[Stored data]
..............................

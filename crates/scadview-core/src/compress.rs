//! Size estimation and lossless PNG recompression
//!
//! Both helpers work on base64 text because that is what ends up on the
//! wire; ratios are measured on encoded lengths for the same reason.

use std::io::Cursor;

use base64::Engine as _;
use base64::engine::general_purpose::STANDARD;
use image::codecs::png::{CompressionType, FilterType, PngEncoder};
use serde::Serialize;

use crate::error::Result;

/// Rough token count of a response: serialized JSON length / 4.
///
/// Cheap and deterministic rather than exact; runs in time linear in the
/// serialized size.
pub fn estimate_response_size<T: Serialize + ?Sized>(data: &T) -> Result<usize> {
    let text = serde_json::to_string(data)?;
    Ok(text.chars().count() / 4)
}

/// `compressed.len() / original.len()` on the encoded strings
pub fn compression_ratio(compressed: &str, original: &str) -> f64 {
    if original.is_empty() {
        return 1.0;
    }
    compressed.len() as f64 / original.len() as f64
}

/// How hard the PNG encoder works to shrink an image
#[derive(Debug, Clone, Copy, PartialEq, Eq)]
pub enum CompressionEffort {
    Maximum,
    Medium,
    Light,
}

impl CompressionEffort {
    /// Map a 1-100 quality value to an effort tier.
    ///
    /// Higher quality means less effort: below 50 is maximum, below 85 is
    /// medium, anything else is light.
    pub fn from_quality(quality: u8) -> Self {
        if quality < 50 {
            Self::Maximum
        } else if quality < 85 {
            Self::Medium
        } else {
            Self::Light
        }
    }

    fn png_compression(self) -> CompressionType {
        match self {
            Self::Maximum => CompressionType::Best,
            Self::Medium => CompressionType::Default,
            Self::Light => CompressionType::Fast,
        }
    }
}

/// Recompresses a base64-encoded image, returning new base64 text
pub trait ImageCompressor {
    fn compress(&self, encoded: &str) -> Result<String>;
}

impl<F> ImageCompressor for F
where
    F: Fn(&str) -> Result<String>,
{
    fn compress(&self, encoded: &str) -> Result<String> {
        self(encoded)
    }
}

/// Decodes any supported image and re-encodes it as PNG
#[derive(Debug, Clone, Copy)]
pub struct PngCompressor {
    effort: CompressionEffort,
}

impl PngCompressor {
    pub fn new(quality: u8) -> Self {
        Self {
            effort: CompressionEffort::from_quality(quality),
        }
    }
}

impl Default for PngCompressor {
    fn default() -> Self {
        Self::new(85)
    }
}

impl ImageCompressor for PngCompressor {
    fn compress(&self, encoded: &str) -> Result<String> {
        let bytes = STANDARD.decode(encoded)?;
        let image = image::load_from_memory(&bytes)?;

        let mut out = Cursor::new(Vec::new());
        let encoder = PngEncoder::new_with_quality(
            &mut out,
            self.effort.png_compression(),
            FilterType::Adaptive,
        );
        image.write_with_encoder(encoder)?;

        Ok(STANDARD.encode(out.into_inner()))
    }
}
//! scadview MCP Server - Model Context Protocol server for OpenSCAD rendering
//!
//! This crate exposes OpenSCAD rendering to AI agents. Agents can:
//!
//! - Render a model from a custom camera or a named view
//! - Render a model from several views in one call
//! - Check the OpenSCAD installation and server limits
//!
//! Tool arguments are normalized with [`scadview_core::normalize`] and
//! rendered images pass through a [`ResponseManager`], which returns them
//! inline, recompressed or as file paths depending on the size budget.
//!
//! ## Workflow
//!
//! 1. `check_openscad` - Make sure OpenSCAD is available
//! 2. `render_single` - Render the model and inspect it
//! 3. `render_perspectives` - Review it from every side

pub mod camera;
pub mod config;
pub mod renderer;
pub mod tools;

use std::collections::BTreeMap;
use std::sync::Arc;

use rmcp::{
    ErrorData as McpError,
    ServerHandler,
    handler::server::tool::ToolRouter,
    handler::server::wrapper::Parameters,
    model::{
        CallToolResult, Content, Implementation, ProtocolVersion, ServerCapabilities, ServerInfo,
    },
    tool, tool_handler, tool_router,
};
use scadview_core::{ImageSet, ManagedResponse, OutputFormat, PngCompressor, ResponseManager};
use serde::Serialize;
use tokio::task::JoinSet;
use tracing::{info, warn};

use crate::config::Config;
use crate::renderer::OpenScad;
use crate::tools::{
    diagnostics::{CheckOpenscadRequest, OpenscadStatus, ServerInfoReport},
    render::{MultiRenderEnvelope, RenderEnvelope, RenderPerspectivesRequest, RenderSingleRequest},
};

// Re-export for binary
pub use rmcp;

/// Image name used for single renders
const SINGLE_IMAGE_NAME: &str = "render";

/// The scadview MCP service
///
/// Configuration and the renderer are shared read-only, so the service is
/// cheap to clone and every tool call can run concurrently.
#[derive(Clone)]
pub struct ScadviewMcpService {
    config: Arc<Config>,
    renderer: Arc<OpenScad>,
    tool_router: ToolRouter<Self>,
}

#[tool_router]
impl ScadviewMcpService {
    /// Create a new MCP service, locating OpenSCAD from `config`
    pub fn new(config: Config) -> Self {
        let renderer = OpenScad::new(&config);
        Self::with_renderer(config, renderer)
    }

    pub fn with_renderer(config: Config, renderer: OpenScad) -> Self {
        Self {
            config: Arc::new(config),
            renderer: Arc::new(renderer),
            tool_router: Self::tool_router(),
        }
    }

    pub fn config(&self) -> &Config {
        &self.config
    }

    pub fn renderer(&self) -> &OpenScad {
        &self.renderer
    }

    // ========================================================================
    // Rendering Tools
    // ========================================================================

    #[tool(description = "Render an OpenSCAD model to a PNG image. Provide exactly one of scad_content or scad_file. Camera vectors accept [x,y,z], {\"x\":..} or JSON strings; image_size accepts [w,h], \"800x600\" or \"800,600\"; variables accept an object or \"k=v,k2=v2\". Use view for a preset camera. output_format: auto (default), base64, file_path, compressed.")]
    async fn render_single(
        &self,
        params: Parameters<RenderSingleRequest>,
    ) -> Result<CallToolResult, McpError> {
        let resolved = match params.0.resolve(&self.config) {
            Ok(resolved) => resolved,
            Err(e) if e.is_validation() => return Err(invalid_params(&e)),
            Err(e) => return json_result(&RenderEnvelope::failure(e.to_string())),
        };
        info!(size = %resolved.job.image_size, format = %resolved.output_format, "render_single");

        let envelope = match self.renderer.render_base64(&resolved.job).await {
            Ok(encoded) => {
                let images = ImageSet::single(SINGLE_IMAGE_NAME, encoded);
                match self.manage(images, resolved.output_format).await {
                    Ok(managed) => RenderEnvelope::from_managed(managed, SINGLE_IMAGE_NAME),
                    Err(e) => RenderEnvelope::failure(format!("{e:#}")),
                }
            }
            Err(e) => RenderEnvelope::failure(e.to_string()),
        };

        json_result(&envelope)
    }

    #[tool(description = "Render an OpenSCAD model from several named views at once. views is a list or comma-separated string of front, back, left, right, top, bottom, isometric, dimetric (default: all). Views that fail are reported in errors without failing the others.")]
    async fn render_perspectives(
        &self,
        params: Parameters<RenderPerspectivesRequest>,
    ) -> Result<CallToolResult, McpError> {
        let resolved = match params.0.resolve(&self.config) {
            Ok(resolved) => resolved,
            Err(e) if e.is_validation() => return Err(invalid_params(&e)),
            Err(e) => {
                return json_result(&MultiRenderEnvelope::failure(e.to_string(), BTreeMap::new()));
            }
        };
        info!(views = resolved.jobs.len(), format = %resolved.output_format, "render_perspectives");

        // The renderer's semaphore bounds how many of these actually run
        let mut tasks = JoinSet::new();
        for (view, job) in resolved.jobs {
            let renderer = Arc::clone(&self.renderer);
            tasks.spawn(async move { (view, renderer.render_base64(&job).await) });
        }

        let mut images = BTreeMap::new();
        let mut errors = BTreeMap::new();
        while let Some(joined) = tasks.join_next().await {
            match joined {
                Ok((view, Ok(encoded))) => {
                    images.insert(view.name().to_string(), encoded);
                }
                Ok((view, Err(e))) => {
                    warn!(view = view.name(), error = %e, "View failed to render");
                    errors.insert(view.name().to_string(), e.to_string());
                }
                Err(e) => {
                    return json_result(&MultiRenderEnvelope::failure(
                        format!("Render task failed: {e}"),
                        errors,
                    ));
                }
            }
        }

        if images.is_empty() {
            return json_result(&MultiRenderEnvelope::failure("All views failed to render", errors));
        }

        let envelope = match self.manage(ImageSet::Named(images), resolved.output_format).await {
            Ok(managed) => MultiRenderEnvelope::from_managed(managed, errors),
            Err(e) => MultiRenderEnvelope::failure(format!("{e:#}"), errors),
        };
        json_result(&envelope)
    }

    // ========================================================================
    // Diagnostics Tools
    // ========================================================================

    #[tool(description = "Check whether OpenSCAD is installed and report its version and path. Set include_paths to list the install locations that were searched.")]
    async fn check_openscad(
        &self,
        params: Parameters<CheckOpenscadRequest>,
    ) -> Result<CallToolResult, McpError> {
        let status = OpenscadStatus::detect(&self.renderer, params.0.include_paths).await;
        json_result(&status)
    }

    #[tool(description = "Get server version, OpenSCAD version, render limits, response size budget, and the accepted output formats, view names and color schemes.")]
    async fn get_server_info(&self) -> Result<CallToolResult, McpError> {
        let version = self.renderer.version().await;
        json_result(&ServerInfoReport::new(&self.config, &self.renderer, version))
    }
}

impl ScadviewMcpService {
    /// Run the response manager off the async runtime; it may encode PNGs
    /// and write files.
    async fn manage(
        &self,
        images: ImageSet,
        format: OutputFormat,
    ) -> anyhow::Result<ManagedResponse> {
        let manager =
            ResponseManager::new(self.config.response.max_tokens, self.config.output_dir())
                .with_compressor(PngCompressor::new(self.config.response.compression_quality));
        let managed =
            tokio::task::spawn_blocking(move || manager.manage(&images, format)).await??;
        Ok(managed)
    }
}

fn invalid_params(err: &scadview_core::Error) -> McpError {
    McpError::invalid_params(err.to_string(), None)
}

fn json_result<T: Serialize>(value: &T) -> Result<CallToolResult, McpError> {
    let json = serde_json::to_string_pretty(value)
        .map_err(|e| McpError::internal_error(e.to_string(), None))?;
    Ok(CallToolResult::success(vec![Content::text(json)]))
}

#[tool_handler]
impl ServerHandler for ScadviewMcpService {
    fn get_info(&self) -> ServerInfo {
        ServerInfo {
            protocol_version: ProtocolVersion::V_2024_11_05,
            capabilities: ServerCapabilities::builder().enable_tools().build(),
            server_info: Implementation {
                name: "scadview-mcp".to_string(),
                title: Some("scadview OpenSCAD Renderer".to_string()),
                version: env!("CARGO_PKG_VERSION").to_string(),
                icons: None,
                website_url: Some("https://openscad.org".to_string()),
            },
            instructions: Some(
                "scadview MCP server for rendering OpenSCAD models to PNG images. \
                 \n\nWorkflow:\n\
                 1. check_openscad() - Make sure OpenSCAD is installed\n\
                 2. render_single() - Render the model from one camera or view\n\
                 3. render_perspectives() - Review the model from several views\n\n\
                 Large results are returned as file paths instead of inline data; \
                 pass output_format to choose explicitly.\n\
                 Use get_server_info() for limits, view names and color schemes."
                    .to_string(),
            ),
        }
    }
}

..............................

Directions: Where the data above reaches the line holding "these actually run", begin printing, and stop after the line holding "while let Some(joined)". Each line must be reproduced exactly, with nothing else added.

Solution:
        // The renderer's semaphore bounds how many of these actually run
        let mut tasks = JoinSet::new();
        for (view, job) in resolved.jobs {
            let renderer = Arc::clone(&self.renderer);
            tasks.spawn(async move { (view, renderer.render_base64(&job).await) });
        }

        let mut images = BTreeMap::new();
        let mut errors = BTreeMap::new();
        while let Some(joined) = tasks.join_next().await {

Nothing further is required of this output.